Work required: Each line below either holds the string "Duration" or doesn't. Count those that do and give only the number.

START Material shown

// =============================================================================
// Tests
// =============================================================================

#[cfg(test)]
mod tests {
    use std::sync::Mutex;
    use std::sync::atomic::{AtomicBool, Ordering};
    use std::time::Duration;

    use super::*;
    use crate::adapter::{AdapterError, Row};
    use crate::traits::KeyValueStorageExt;
    use serde_json::json;

    /// Scripted adapter: records every call, serves canned rows for
    /// selects, and can be told to fail them.
    #[derive(Default)]
    struct FakeAdapter {
        calls: Mutex<Vec<(String, Vec<SqlValue>)>>,
        select_rows: Mutex<Vec<Row>>,
        count: Mutex<i64>,
        fail_selects: AtomicBool,
    }

    impl FakeAdapter {
        fn with_select_rows(rows: Vec<Row>) -> Arc<Self> {
            let adapter = Self::default();
            *adapter.select_rows.lock().unwrap() = rows;
            Arc::new(adapter)
        }

        fn with_count(count: i64) -> Arc<Self> {
            let adapter = Self::default();
            *adapter.count.lock().unwrap() = count;
            Arc::new(adapter)
        }

        fn calls(&self) -> Vec<(String, Vec<SqlValue>)> {
            self.calls.lock().unwrap().clone()
        }

        fn statements(&self) -> Vec<String> {
            self.calls().into_iter().map(|(stmt, _)| stmt).collect()
        }
    }

    #[async_trait]
    impl ExecuteAdapter for FakeAdapter {
        async fn execute(
            &self,
            statement: &str,
            params: &[SqlValue],
        ) -> Result<Vec<Row>, AdapterError> {
            // Force an await point so concurrent callers interleave.
            tokio::task::yield_now().await;
            self.calls
                .lock()
                .unwrap()
                .push((statement.to_string(), params.to_vec()));
            if statement.starts_with("SELECT") {
                if self.fail_selects.load(Ordering::SeqCst) {
                    return Err(AdapterError::message("connection reset"));
                }
                if statement.starts_with("SELECT COUNT") {
                    return Ok(vec![vec![SqlValue::Integer(*self.count.lock().unwrap())]]);
                }
                return Ok(self.select_rows.lock().unwrap().clone());
            }
            Ok(vec![])
        }
    }

    fn store(adapter: Arc<FakeAdapter>) -> DurableStore {
        DurableStore::with_defaults(adapter).unwrap()
    }

    #[tokio::test]
    async fn test_schema_initializes_once() {
        let adapter = Arc::new(FakeAdapter::default());
        let store = store(Arc::clone(&adapter));

        store.get_value("a").await.unwrap();
        store.get_value("b").await.unwrap();

        let statements = adapter.statements();
        assert_eq!(statements.len(), 4);
        assert!(statements[0].starts_with("CREATE TABLE IF NOT EXISTS oauth_storage"));
        assert!(
            statements[1].starts_with("CREATE INDEX IF NOT EXISTS idx_oauth_storage_expires_at")
        );
        assert!(statements[2].starts_with("SELECT value, expires_at"));
        assert!(statements[3].starts_with("SELECT value, expires_at"));
    }

    #[tokio::test]
    async fn test_concurrent_first_use_initializes_once() {
        let adapter = Arc::new(FakeAdapter::default());
        let store = store(Arc::clone(&adapter));

        let (a, b) = tokio::join!(store.get_value("a"), store.get_value("b"));
        a.unwrap();
        b.unwrap();

        let ddl = adapter
            .statements()
            .iter()
            .filter(|s| s.starts_with("CREATE TABLE"))
            .count();
        assert_eq!(ddl, 1);
    }

    #[tokio::test]
    async fn test_empty_key_rejected_before_any_statement() {
        let adapter = Arc::new(FakeAdapter::default());
        let store = store(Arc::clone(&adapter));

        assert!(store.get_value("").await.unwrap_err().is_invalid_input());
        assert!(
            store
                .set_value("", StoredValue::Text("v".into()), SetOptions::new())
                .await
                .unwrap_err()
                .is_invalid_input()
        );
        assert!(store.delete_value("").await.unwrap_err().is_invalid_input());
        assert!(adapter.calls().is_empty());
    }

    #[tokio::test]
    async fn test_get_missing_returns_none() {
        let adapter = Arc::new(FakeAdapter::default());
        let store = store(adapter);
        assert_eq!(store.get_value("missing").await.unwrap(), None);
    }

    #[tokio::test]
    async fn test_get_decodes_structured_value() {
        let adapter = FakeAdapter::with_select_rows(vec![vec![
            SqlValue::Text(r#"{"did":"did:plc:abc"}"#.into()),
            SqlValue::Null,
        ]]);
        let store = store(adapter);

        let value = store.get_value("session:1").await.unwrap().unwrap();
        assert_eq!(value, StoredValue::Json(json!({"did": "did:plc:abc"})));
    }

    #[tokio::test]
    async fn test_get_falls_back_to_raw_text() {
        let adapter = FakeAdapter::with_select_rows(vec![vec![
            SqlValue::Text("not json".into()),
            SqlValue::Null,
        ]]);
        let store = store(adapter);

        let value = store.get_value("k").await.unwrap().unwrap();
        assert_eq!(value, StoredValue::Text("not json".into()));
    }

    #[tokio::test]
    async fn test_expired_entry_reads_absent_without_deletion() {
        let past = now_ms() - 1_000;
        let adapter = FakeAdapter::with_select_rows(vec![vec![
            SqlValue::Text("v".into()),
            SqlValue::Text(past.to_string()),
        ]]);
        let store = store(Arc::clone(&adapter));

        assert_eq!(store.get_value("k").await.unwrap(), None);
        assert!(adapter.statements().iter().all(|s| !s.starts_with("DELETE")));
    }

    #[tokio::test]
    async fn test_live_entry_with_future_expiry_reads_back() {
        let future = now_ms() + 60_000;
        let adapter = FakeAdapter::with_select_rows(vec![vec![
            SqlValue::Text("v".into()),
            SqlValue::Text(future.to_string()),
        ]]);
        let store = store(adapter);

        assert_eq!(
            store.get_value("k").await.unwrap(),
            Some(StoredValue::Text("v".into()))
        );
    }

    #[tokio::test]
    async fn test_integer_expiry_cells_are_accepted() {
        let past = now_ms() - 1_000;
        let adapter = FakeAdapter::with_select_rows(vec![vec![
            SqlValue::Text("v".into()),
            SqlValue::Integer(past),
        ]]);
        let store = store(adapter);

        assert_eq!(store.get_value("k").await.unwrap(), None);
    }

    #[tokio::test]
    async fn test_entry_expiring_exactly_now_reads_absent() {
        // Non-strict boundary: expires_at == now is already expired.
        let now = now_ms();
        let adapter = FakeAdapter::with_select_rows(vec![vec![
            SqlValue::Text("v".into()),
            SqlValue::Text(now.to_string()),
        ]]);
        let store = store(adapter);

        assert_eq!(store.get_value("k").await.unwrap(), None);
    }

    #[tokio::test]
    async fn test_non_numeric_expiry_is_malformed_row() {
        let adapter = FakeAdapter::with_select_rows(vec![vec![
            SqlValue::Text("v".into()),
            SqlValue::Text("garbage".into()),
        ]]);
        let store = store(adapter);

        assert!(store.get_value("k").await.unwrap_err().is_malformed_row());
    }

    #[tokio::test]
    async fn test_set_upserts_with_ttl() {
        let adapter = Arc::new(FakeAdapter::default());
        let store = store(Arc::clone(&adapter));

        let before = now_ms();
        store
            .set_value(
                "k",
                StoredValue::Json(json!({"n": 1})),
                SetOptions::new().with_ttl(Duration::from_secs(60)),
            )
            .await
            .unwrap();
        let after = now_ms();

        let (statement, params) = adapter
            .calls()
            .into_iter()
            .find(|(s, _)| s.starts_with("INSERT INTO oauth_storage"))
            .unwrap();
        assert!(statement.contains("ON CONFLICT(key) DO UPDATE"));
        assert!(!statement.contains("created_at = excluded"));
        assert_eq!(params[0], SqlValue::Text("k".into()));
        assert_eq!(params[1], SqlValue::Text(r#"{"n":1}"#.into()));

        let expires_at = params[2].as_integer().unwrap();
        assert!(expires_at >= before + 60_000 && expires_at <= after + 60_000);
        assert_eq!(params[3], params[4]);
    }

    #[tokio::test]
    async fn test_set_without_ttl_stores_null_expiry() {
        let adapter = Arc::new(FakeAdapter::default());
        let store = store(Arc::clone(&adapter));

        store
            .set_value("k", StoredValue::Text("plain".into()), SetOptions::new())
            .await
            .unwrap();

        let (_, params) = adapter
            .calls()
            .into_iter()
            .find(|(s, _)| s.starts_with("INSERT"))
            .unwrap();
        assert_eq!(params[1], SqlValue::Text("plain".into()));
        assert_eq!(params[2], SqlValue::Null);
    }

    #[tokio::test]
    async fn test_typed_set_serializes_structured_values() {
        let adapter = Arc::new(FakeAdapter::default());
        let store = store(Arc::clone(&adapter));

        store
            .set("k", &json!({"did": "did:plc:abc"}), SetOptions::new())
            .await
            .unwrap();

        let (_, params) = adapter
            .calls()
            .into_iter()
            .find(|(s, _)| s.starts_with("INSERT"))
            .unwrap();
        assert_eq!(params[1], SqlValue::Text(r#"{"did":"did:plc:abc"}"#.into()));
    }

    #[tokio::test]
    async fn test_delete_issues_delete_by_key() {
        let adapter = Arc::new(FakeAdapter::default());
        let store = store(Arc::clone(&adapter));

        store.delete_value("k").await.unwrap();

        let (statement, params) = adapter.calls().into_iter().next_back().unwrap();
        assert_eq!(statement, "DELETE FROM oauth_storage WHERE key = ?");
        assert_eq!(params, vec![SqlValue::Text("k".into())]);
    }

    #[tokio::test]
    async fn test_cleanup_counts_then_deletes_with_same_cutoff() {
        let adapter = FakeAdapter::with_count(3);
        let store = store(Arc::clone(&adapter));

        assert_eq!(store.cleanup().await.unwrap(), 3);

        let calls = adapter.calls();
        let count_call = calls
            .iter()
            .find(|(s, _)| s.starts_with("SELECT COUNT"))
            .unwrap();
        let delete_call = calls.iter().find(|(s, _)| s.starts_with("DELETE")).unwrap();
        assert!(count_call.0.contains("expires_at IS NOT NULL"));
        assert_eq!(count_call.1, delete_call.1);
    }

    #[tokio::test]
    async fn test_cleanup_with_nothing_expired_skips_delete() {
        let adapter = FakeAdapter::with_count(0);
        let store = store(Arc::clone(&adapter));

        assert_eq!(store.cleanup().await.unwrap(), 0);
        assert!(adapter.statements().iter().all(|s| !s.starts_with("DELETE")));
    }

    #[tokio::test]
    async fn test_adapter_errors_pass_through() {
        let adapter = Arc::new(FakeAdapter::default());
        adapter.fail_selects.store(true, Ordering::SeqCst);
        let store = store(adapter);

        let err = store.get_value("k").await.unwrap_err();
        assert!(err.is_adapter_error());
        assert_eq!(err.to_string(), "Adapter error: connection reset");
    }

    #[derive(Default)]
    struct RecordingObserver {
        errors: Mutex<Vec<String>>,
    }

    impl StoreObserver for RecordingObserver {
        fn debug(&self, _message: &str) {}
        fn info(&self, _message: &str) {}
        fn error(&self, message: &str) {
            self.errors.lock().unwrap().push(message.to_string());
        }
    }

    #[tokio::test]
    async fn test_observer_reports_adapter_failures() {
        let adapter = Arc::new(FakeAdapter::default());
        adapter.fail_selects.store(true, Ordering::SeqCst);
        let observer = Arc::new(RecordingObserver::default());
        let store = DurableStore::new(
            adapter as Arc<dyn ExecuteAdapter>,
            DurableStoreOptions::new().observer(Arc::clone(&observer) as Arc<dyn StoreObserver>),
        )
        .unwrap();

        assert!(store.get_value("k").await.unwrap_err().is_adapter_error());

        let errors = observer.errors.lock().unwrap();
        assert_eq!(errors.len(), 1);
        assert!(errors[0].contains("connection reset"));
    }

    #[tokio::test]
    async fn test_oversized_ttl_saturates_instead_of_wrapping() {
        let adapter = Arc::new(FakeAdapter::default());
        let store = store(Arc::clone(&adapter));

        store
            .set_value(
                "k",
                StoredValue::Text("v".into()),
                SetOptions::new().with_ttl(Duration::MAX),
            )
            .await
            .unwrap();

        let (_, params) = adapter
            .calls()
            .into_iter()
            .find(|(s, _)| s.starts_with("INSERT"))
            .unwrap();
        assert_eq!(params[2].as_integer(), Some(i64::MAX));
    }

    #[tokio::test]
    async fn test_table_name_override_and_validation() {
        let adapter = Arc::new(FakeAdapter::default());
        let store = DurableStore::new(
            Arc::clone(&adapter) as Arc<dyn ExecuteAdapter>,
            DurableStoreOptions::new().table_name("auth_sessions"),
        )
        .unwrap();
        store.get_value("k").await.unwrap();
        assert!(adapter.statements()[0].contains("auth_sessions"));

        for bad in ["", "bad-name", "1table", "t; DROP TABLE x"] {
            let result = DurableStore::new(
                Arc::new(FakeAdapter::default()) as Arc<dyn ExecuteAdapter>,
                DurableStoreOptions::new().table_name(bad),
            );
            assert!(result.unwrap_err().is_invalid_input(), "accepted {bad:?}");
        }
    }
}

END Material shown

Response to this exercise: 3